Goal of the exercise.
Each record that follows should be reproduced in full, character for character.

(Saved data entries)
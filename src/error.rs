use std::io;
use std::path::PathBuf;

use thiserror::Error;

#[derive(Debug, Error)]
pub enum Error {
    #[error("failed to read {}: {source}", path.display())]
    Read { path: PathBuf, source: io::Error },

    #[error("invalid config {}: {source}", path.display())]
    Config {
        path: PathBuf,
        source: toml::de::Error,
    },

    #[error("invalid sheet {}: {source}", path.display())]
    SheetToml {
        path: PathBuf,
        source: toml::de::Error,
    },

    #[error("invalid sheet {}: {source}", path.display())]
    SheetJson {
        path: PathBuf,
        source: serde_json::Error,
    },
}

Solution for this exercise.
filename src/error.rs
use std::io;
use std::path::PathBuf;

use thiserror::Error;

#[derive(Debug, Error)]
pub enum Error {
    #[error("failed to read {}: {source}", path.display())]
    Read { path: PathBuf, source: io::Error },

    #[error("invalid config {}: {source}", path.display())]
    Config {
        path: PathBuf,
        source: toml::de::Error,
    },

    #[error("invalid sheet {}: {source}", path.display())]
    SheetToml {
        path: PathBuf,
        source: toml::de::Error,
    },

    #[error("invalid sheet {}: {source}", path.display())]
    SheetJson {
        path: PathBuf,
        source: serde_json::Error,
    },
}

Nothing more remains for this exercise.